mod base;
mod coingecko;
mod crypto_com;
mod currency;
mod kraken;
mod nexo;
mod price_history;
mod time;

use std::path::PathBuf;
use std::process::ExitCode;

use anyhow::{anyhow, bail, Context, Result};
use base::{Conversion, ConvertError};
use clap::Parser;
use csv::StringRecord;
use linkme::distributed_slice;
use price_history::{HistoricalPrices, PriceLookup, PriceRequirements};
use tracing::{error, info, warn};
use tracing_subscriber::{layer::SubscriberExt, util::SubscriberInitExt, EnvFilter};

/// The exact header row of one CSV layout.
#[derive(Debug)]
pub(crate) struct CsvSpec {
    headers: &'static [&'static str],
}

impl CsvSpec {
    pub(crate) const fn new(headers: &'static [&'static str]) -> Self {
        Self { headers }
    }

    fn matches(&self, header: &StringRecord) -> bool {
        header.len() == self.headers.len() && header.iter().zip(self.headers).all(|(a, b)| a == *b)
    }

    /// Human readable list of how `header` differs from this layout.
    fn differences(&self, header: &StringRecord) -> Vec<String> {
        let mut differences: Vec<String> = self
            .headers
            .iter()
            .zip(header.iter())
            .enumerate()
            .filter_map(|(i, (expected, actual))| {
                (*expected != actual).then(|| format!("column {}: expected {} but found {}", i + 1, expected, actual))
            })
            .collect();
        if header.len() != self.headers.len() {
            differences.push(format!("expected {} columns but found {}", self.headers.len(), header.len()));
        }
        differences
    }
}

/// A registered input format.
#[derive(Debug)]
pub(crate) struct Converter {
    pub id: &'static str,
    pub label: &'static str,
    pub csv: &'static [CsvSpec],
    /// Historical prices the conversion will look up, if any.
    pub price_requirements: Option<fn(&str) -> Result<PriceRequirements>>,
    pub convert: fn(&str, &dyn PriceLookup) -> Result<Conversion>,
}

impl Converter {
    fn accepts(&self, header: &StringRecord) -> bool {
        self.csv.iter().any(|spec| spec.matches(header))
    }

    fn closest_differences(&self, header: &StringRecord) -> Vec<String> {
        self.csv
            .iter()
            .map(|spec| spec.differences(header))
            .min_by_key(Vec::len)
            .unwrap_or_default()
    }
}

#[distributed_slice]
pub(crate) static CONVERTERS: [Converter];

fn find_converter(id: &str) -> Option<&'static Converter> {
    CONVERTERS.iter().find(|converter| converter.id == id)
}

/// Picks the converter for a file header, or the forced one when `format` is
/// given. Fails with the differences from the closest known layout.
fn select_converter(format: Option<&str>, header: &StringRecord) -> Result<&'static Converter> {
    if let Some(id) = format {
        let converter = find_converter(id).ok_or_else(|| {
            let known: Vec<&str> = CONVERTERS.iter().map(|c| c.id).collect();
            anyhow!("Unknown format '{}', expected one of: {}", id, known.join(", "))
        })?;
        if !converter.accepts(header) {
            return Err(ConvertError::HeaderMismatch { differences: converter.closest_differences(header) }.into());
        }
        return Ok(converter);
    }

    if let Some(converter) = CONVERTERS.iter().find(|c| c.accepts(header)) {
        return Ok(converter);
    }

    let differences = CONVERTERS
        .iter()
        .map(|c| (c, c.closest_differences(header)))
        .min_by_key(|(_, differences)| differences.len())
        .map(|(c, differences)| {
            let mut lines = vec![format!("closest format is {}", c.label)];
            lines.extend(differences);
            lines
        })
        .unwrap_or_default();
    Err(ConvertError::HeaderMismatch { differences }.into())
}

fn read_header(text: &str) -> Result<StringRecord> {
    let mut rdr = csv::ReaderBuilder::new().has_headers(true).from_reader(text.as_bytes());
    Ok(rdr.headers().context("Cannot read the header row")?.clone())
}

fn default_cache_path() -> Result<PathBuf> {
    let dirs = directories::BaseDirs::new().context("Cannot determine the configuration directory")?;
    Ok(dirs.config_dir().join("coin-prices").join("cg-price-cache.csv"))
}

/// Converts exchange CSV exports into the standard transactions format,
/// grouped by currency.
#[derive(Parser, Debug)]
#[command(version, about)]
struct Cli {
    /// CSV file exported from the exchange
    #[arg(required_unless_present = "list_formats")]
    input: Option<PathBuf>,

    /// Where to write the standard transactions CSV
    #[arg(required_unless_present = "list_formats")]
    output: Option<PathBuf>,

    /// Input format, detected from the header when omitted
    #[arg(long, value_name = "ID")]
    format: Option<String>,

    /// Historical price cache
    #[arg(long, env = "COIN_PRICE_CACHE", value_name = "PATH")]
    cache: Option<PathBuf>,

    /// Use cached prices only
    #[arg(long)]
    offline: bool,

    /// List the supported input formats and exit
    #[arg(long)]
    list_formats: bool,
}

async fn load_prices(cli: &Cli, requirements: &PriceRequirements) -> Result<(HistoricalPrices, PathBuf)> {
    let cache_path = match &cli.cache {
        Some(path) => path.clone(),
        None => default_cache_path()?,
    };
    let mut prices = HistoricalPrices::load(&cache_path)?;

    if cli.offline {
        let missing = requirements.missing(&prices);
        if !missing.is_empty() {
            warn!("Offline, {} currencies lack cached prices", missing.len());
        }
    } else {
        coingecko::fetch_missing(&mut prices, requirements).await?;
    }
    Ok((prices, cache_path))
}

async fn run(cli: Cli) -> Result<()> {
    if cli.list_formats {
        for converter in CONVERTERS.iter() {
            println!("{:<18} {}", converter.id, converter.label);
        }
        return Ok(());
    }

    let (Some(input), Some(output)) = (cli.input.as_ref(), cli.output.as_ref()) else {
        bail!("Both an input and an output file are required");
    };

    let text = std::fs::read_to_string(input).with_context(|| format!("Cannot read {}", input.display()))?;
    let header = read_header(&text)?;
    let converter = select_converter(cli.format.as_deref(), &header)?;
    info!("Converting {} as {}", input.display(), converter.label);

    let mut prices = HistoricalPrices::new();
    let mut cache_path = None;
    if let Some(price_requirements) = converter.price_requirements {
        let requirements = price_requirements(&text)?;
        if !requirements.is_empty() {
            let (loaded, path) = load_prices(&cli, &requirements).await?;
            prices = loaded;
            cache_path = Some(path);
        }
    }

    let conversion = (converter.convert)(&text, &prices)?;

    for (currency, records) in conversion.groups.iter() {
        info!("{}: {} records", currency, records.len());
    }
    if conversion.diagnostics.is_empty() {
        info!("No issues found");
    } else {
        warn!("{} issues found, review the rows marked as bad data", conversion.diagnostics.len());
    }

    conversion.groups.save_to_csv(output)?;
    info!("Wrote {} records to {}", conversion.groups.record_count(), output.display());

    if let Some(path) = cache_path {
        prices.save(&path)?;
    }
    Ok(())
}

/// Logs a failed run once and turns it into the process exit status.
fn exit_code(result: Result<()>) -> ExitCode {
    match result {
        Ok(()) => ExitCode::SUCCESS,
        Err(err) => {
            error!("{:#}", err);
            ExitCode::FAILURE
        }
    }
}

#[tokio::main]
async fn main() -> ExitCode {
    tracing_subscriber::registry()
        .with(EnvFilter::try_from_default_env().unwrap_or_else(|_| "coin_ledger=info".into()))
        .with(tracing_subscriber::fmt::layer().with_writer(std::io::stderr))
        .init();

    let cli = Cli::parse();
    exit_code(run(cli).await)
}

| Task instructions |
From the listing above, copy every line that holds the string "records".

| Answer for the task |
    for (currency, records) in conversion.groups.iter() {
        info!("{}: {} records", currency, records.len());
    info!("Wrote {} records to {}", conversion.groups.record_count(), output.display());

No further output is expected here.